**RECORDS SUPPLIED**
==================================================
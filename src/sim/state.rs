//! Game state and core simulation types
//!
//! Everything a run needs lives in [`GameState`], so a state plus an input
//! sequence replays identically.

use glam::Vec2;
use rand::{Rng, SeedableRng};
use rand_pcg::Pcg32;
use serde::{Deserialize, Serialize};

use super::archetype::EnemyArchetype;
use super::spawner::Spawner;
use crate::config::SimConfig;
use crate::consts::*;
use crate::polar_to_cartesian;

/// Current phase of the run
#[derive(Debug, Clone, Copy, PartialEq, Eq, Serialize, Deserialize)]
pub enum GamePhase {
    /// Title screen, nothing simulates
    Menu,
    /// Active gameplay
    Playing,
    /// Player health hit zero; terminal until a new run is created
    Defeated,
}

/// Who fired a projectile
#[derive(Debug, Clone, Copy, PartialEq, Eq, Serialize, Deserialize)]
pub enum Owner {
    Player,
    Enemy,
}

/// Pickup types
#[derive(Debug, Clone, Copy, PartialEq, Eq, Serialize, Deserialize)]
pub enum PickupKind {
    Heal,
    Shield,
}

/// What an entity handle refers to, so the renderer can pick a visual
#[derive(Debug, Clone, Copy, PartialEq, Eq, Serialize, Deserialize)]
pub enum EntityKind {
    Projectile(Owner),
    Enemy(EnemyArchetype),
    Particle,
    Pickup(PickupKind),
    DamageText,
}

/// Events emitted by the simulation for the HUD and renderer
#[derive(Debug, Clone, PartialEq)]
pub enum GameEvent {
    /// A new entity exists; the renderer should create its visual
    Spawned { id: u32, kind: EntityKind },
    /// The entity is gone; the renderer should drop its visual
    Despawned { id: u32 },
    /// A player bullet hit an enemy
    DamageDealt { enemy_id: u32, amount: f32, pos: Vec2 },
    EnemyKilled {
        id: u32,
        archetype: EnemyArchetype,
        pos: Vec2,
        score: u64,
    },
    PlayerHit { amount: f32, health: f32 },
    /// The shield absorbed a hit
    ShieldBlocked,
    LevelUp { level: u32 },
    BossIncoming,
    BossSpawned { id: u32 },
    BossDefeated { id: u32 },
    ItemCollected { kind: PickupKind },
    DashUsed,
    /// Run over; carries the final score
    Defeated { score: u64 },
}

/// A bullet, fired by either side
#[derive(Debug, Clone, Serialize, Deserialize)]
pub struct Projectile {
    pub id: u32,
    pub owner: Owner,
    pub pos: Vec2,
    pub vel: Vec2,
    pub radius: f32,
    pub damage: f32,
}

/// A hostile entity
#[derive(Debug, Clone, Serialize, Deserialize)]
pub struct Enemy {
    pub id: u32,
    pub archetype: EnemyArchetype,
    pub pos: Vec2,
    pub speed: f32,
    pub health: f32,
    pub max_health: f32,
    pub radius: f32,
    pub contact_damage: f32,
    pub experience: f32,
    pub score: u64,
    /// Frame of the last volley
    pub last_fired: u64,
}

/// A particle for visual effects
#[derive(Debug, Clone, Serialize, Deserialize)]
pub struct Particle {
    pub id: u32,
    pub pos: Vec2,
    pub vel: Vec2,
    pub color: u32,
    pub life: f32, // 0-1, doubles as opacity
    pub size: f32,
}

/// A collectible dropped by a dead enemy
#[derive(Debug, Clone, Serialize, Deserialize)]
pub struct Pickup {
    pub id: u32,
    pub kind: PickupKind,
    pub pos: Vec2,
    pub ttl: f32,
}

/// Floating damage number
#[derive(Debug, Clone, Serialize, Deserialize)]
pub struct DamageText {
    pub id: u32,
    pub pos: Vec2,
    pub vel: Vec2,
    pub life: f32,
    pub amount: f32,
}

/// The player avatar
#[derive(Debug, Clone, Serialize, Deserialize)]
pub struct Player {
    pub pos: Vec2,
    /// Radians, pointing at the cursor
    pub facing: f32,
    pub health: f32,
    pub max_health: f32,
    pub level: u32,
    pub experience: f32,
    pub experience_to_next: f32,
    /// Frames until dash is ready again
    pub dash_cooldown: f32,
    /// Frames of shield remaining
    pub shield: f32,
    /// Frames of contact immunity remaining
    pub contact_grace: f32,
    /// Frame of the last shot (None = never fired)
    pub last_fired: Option<u64>,
}

impl Player {
    pub fn new(pos: Vec2, experience_to_next: f32) -> Self {
        Self {
            pos,
            facing: 0.0,
            health: PLAYER_MAX_HEALTH,
            max_health: PLAYER_MAX_HEALTH,
            level: 1,
            experience: 0.0,
            experience_to_next,
            dash_cooldown: 0.0,
            shield: 0.0,
            contact_grace: 0.0,
            last_fired: None,
        }
    }

    pub fn shielded(&self) -> bool {
        self.shield > 0.0
    }

    pub fn dash_ready(&self) -> bool {
        self.dash_cooldown <= 0.0
    }

    pub fn is_dead(&self) -> bool {
        self.health <= 0.0
    }

    /// Remove health, clamped at zero. Returns the amount actually removed.
    pub fn take_damage(&mut self, amount: f32) -> f32 {
        let before = self.health;
        self.health = (self.health - amount.max(0.0)).clamp(0.0, self.max_health);
        before - self.health
    }

    /// Restore health, capped at max
    pub fn heal(&mut self, amount: f32) {
        self.health = (self.health + amount.max(0.0)).clamp(0.0, self.max_health);
    }

    pub fn health_fraction(&self) -> f32 {
        if self.max_health > 0.0 {
            self.health / self.max_health
        } else {
            0.0
        }
    }

    pub fn experience_fraction(&self) -> f32 {
        if self.experience_to_next > 0.0 {
            (self.experience / self.experience_to_next).clamp(0.0, 1.0)
        } else {
            0.0
        }
    }
}

/// Anything with an entity handle
pub trait Entity {
    fn id(&self) -> u32;
}

macro_rules! impl_entity {
    ($($ty:ty),*) => {
        $(impl Entity for $ty {
            fn id(&self) -> u32 {
                self.id
            }
        })*
    };
}

impl_entity!(Projectile, Enemy, Particle, Pickup, DamageText);

/// Remove every item matching `dead`, emitting one `Despawned` per removal
pub(crate) fn despawn_where<T: Entity>(
    items: &mut Vec<T>,
    events: &mut Vec<GameEvent>,
    mut dead: impl FnMut(&T) -> bool,
) {
    items.retain(|item| {
        if dead(item) {
            events.push(GameEvent::Despawned { id: item.id() });
            false
        } else {
            true
        }
    });
}

/// Complete game state (deterministic, serializable)
#[derive(Debug, Clone, Serialize, Deserialize)]
pub struct GameState {
    pub config: SimConfig,
    /// Run seed for reproducibility
    pub seed: u64,
    pub rng: Pcg32,
    pub phase: GamePhase,
    /// Simulation frame counter
    pub frame: u64,
    pub score: u64,
    /// Time-based difficulty on top of the player level
    pub difficulty_ramp: f32,
    pub player: Player,
    /// Player bullets (sorted by id)
    pub bullets: Vec<Projectile>,
    /// Enemy bullets (sorted by id)
    pub enemy_bullets: Vec<Projectile>,
    /// Live enemies (sorted by id)
    pub enemies: Vec<Enemy>,
    pub particles: Vec<Particle>,
    pub pickups: Vec<Pickup>,
    pub damage_texts: Vec<DamageText>,
    /// A boss is alive; regular spawning is suspended
    pub boss_active: bool,
    /// The next spawner tick produces a boss
    pub boss_pending: bool,
    pub spawner: Spawner,
    /// Events produced since the last drain
    #[serde(skip)]
    pub(crate) events: Vec<GameEvent>,
    /// Next entity ID
    next_id: u32,
}

impl GameState {
    /// Create a new run in the menu phase
    pub fn new(config: SimConfig, seed: u64) -> Self {
        let player = Player::new(config.viewport / 2.0, config.experience_to_first_level);
        Self {
            config,
            seed,
            rng: Pcg32::seed_from_u64(seed),
            phase: GamePhase::Menu,
            frame: 0,
            score: 0,
            difficulty_ramp: 0.0,
            player,
            bullets: Vec::new(),
            enemy_bullets: Vec::new(),
            enemies: Vec::new(),
            particles: Vec::new(),
            pickups: Vec::new(),
            damage_texts: Vec::new(),
            boss_active: false,
            boss_pending: false,
            spawner: Spawner::default(),
            events: Vec::new(),
            next_id: 1,
        }
    }

    /// Leave the menu and arm the spawner. Returns false outside the menu.
    pub fn start(&mut self) -> bool {
        if self.phase != GamePhase::Menu {
            return false;
        }
        self.phase = GamePhase::Playing;
        self.spawner.schedule(0.0);
        log::info!(
            "Run started ({} variant, seed {})",
            self.config.variant.as_str(),
            self.seed
        );
        true
    }

    pub fn is_playing(&self) -> bool {
        self.phase == GamePhase::Playing
    }

    /// Level plus the time ramp
    pub fn difficulty(&self) -> f32 {
        self.player.level as f32 + self.difficulty_ramp
    }

    /// Allocate a new entity ID
    pub fn next_entity_id(&mut self) -> u32 {
        let id = self.next_id;
        self.next_id += 1;
        id
    }

    pub(crate) fn emit(&mut self, event: GameEvent) {
        self.events.push(event);
    }

    /// Drain pending events
    pub fn take_events(&mut self) -> Vec<GameEvent> {
        std::mem::take(&mut self.events)
    }

    fn register(&mut self, kind: EntityKind) -> u32 {
        let id = self.next_entity_id();
        self.emit(GameEvent::Spawned { id, kind });
        id
    }

    /// Fire a projectile from `pos` along `angle`
    pub fn spawn_projectile(&mut self, owner: Owner, pos: Vec2, angle: f32, speed: f32, damage: f32) -> u32 {
        let id = self.register(EntityKind::Projectile(owner));
        let radius = match owner {
            Owner::Player => BULLET_RADIUS,
            Owner::Enemy => ENEMY_BULLET_RADIUS,
        };
        let projectile = Projectile {
            id,
            owner,
            pos,
            vel: polar_to_cartesian(speed, angle),
            radius,
            damage,
        };
        match owner {
            Owner::Player => self.bullets.push(projectile),
            Owner::Enemy => self.enemy_bullets.push(projectile),
        }
        id
    }

    /// Create an enemy with its archetype's stats
    pub fn spawn_enemy(&mut self, archetype: EnemyArchetype, pos: Vec2) -> u32 {
        let id = self.register(EntityKind::Enemy(archetype));
        let params = self.config.archetypes.get(archetype);
        let enemy = Enemy {
            id,
            archetype,
            pos,
            speed: params.speed,
            health: params.max_health,
            max_health: params.max_health,
            radius: params.radius,
            contact_damage: params.contact_damage,
            experience: params.experience,
            score: params.score,
            last_fired: self.frame,
        };
        self.enemies.push(enemy);
        log::debug!("Spawned {} #{} at ({:.0}, {:.0})", archetype.as_str(), id, pos.x, pos.y);
        id
    }

    /// Burst of particles flying out from `pos`
    pub fn spawn_particles(&mut self, pos: Vec2, count: usize, color: u32, spread: f32) {
        for _ in 0..count {
            if self.particles.len() >= MAX_PARTICLES {
                let oldest = self.particles.remove(0);
                self.emit(GameEvent::Despawned { id: oldest.id });
            }
            let vel = Vec2::new(
                (self.rng.random::<f32>() - 0.5) * spread,
                (self.rng.random::<f32>() - 0.5) * spread,
            );
            let size = self.rng.random::<f32>() * 3.0;
            let id = self.register(EntityKind::Particle);
            self.particles.push(Particle {
                id,
                pos,
                vel,
                color,
                life: 1.0,
                size,
            });
        }
    }

    pub fn spawn_pickup(&mut self, kind: PickupKind, pos: Vec2, ttl: f32) -> u32 {
        let id = self.register(EntityKind::Pickup(kind));
        self.pickups.push(Pickup { id, kind, pos, ttl });
        id
    }

    pub fn spawn_damage_text(&mut self, pos: Vec2, amount: f32) -> u32 {
        let id = self.register(EntityKind::DamageText);
        self.damage_texts.push(DamageText {
            id,
            pos,
            vel: Vec2::new(0.0, -DAMAGE_TEXT_RISE),
            life: 1.0,
            amount,
        });
        id
    }

    /// Number of live entities (excluding the player)
    pub fn entity_count(&self) -> usize {
        self.bullets.len()
            + self.enemy_bullets.len()
            + self.enemies.len()
            + self.particles.len()
            + self.pickups.len()
            + self.damage_texts.len()
    }
}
==================================================
**PROBLEM DETAILS**
Those lines of the records that contain the string "speed" should be identified and copied.

**EXPECTED OUTPUT**
    pub speed: f32,
    pub fn spawn_projectile(&mut self, owner: Owner, pos: Vec2, angle: f32, speed: f32, damage: f32) -> u32 {
            vel: polar_to_cartesian(speed, angle),
            speed: params.speed,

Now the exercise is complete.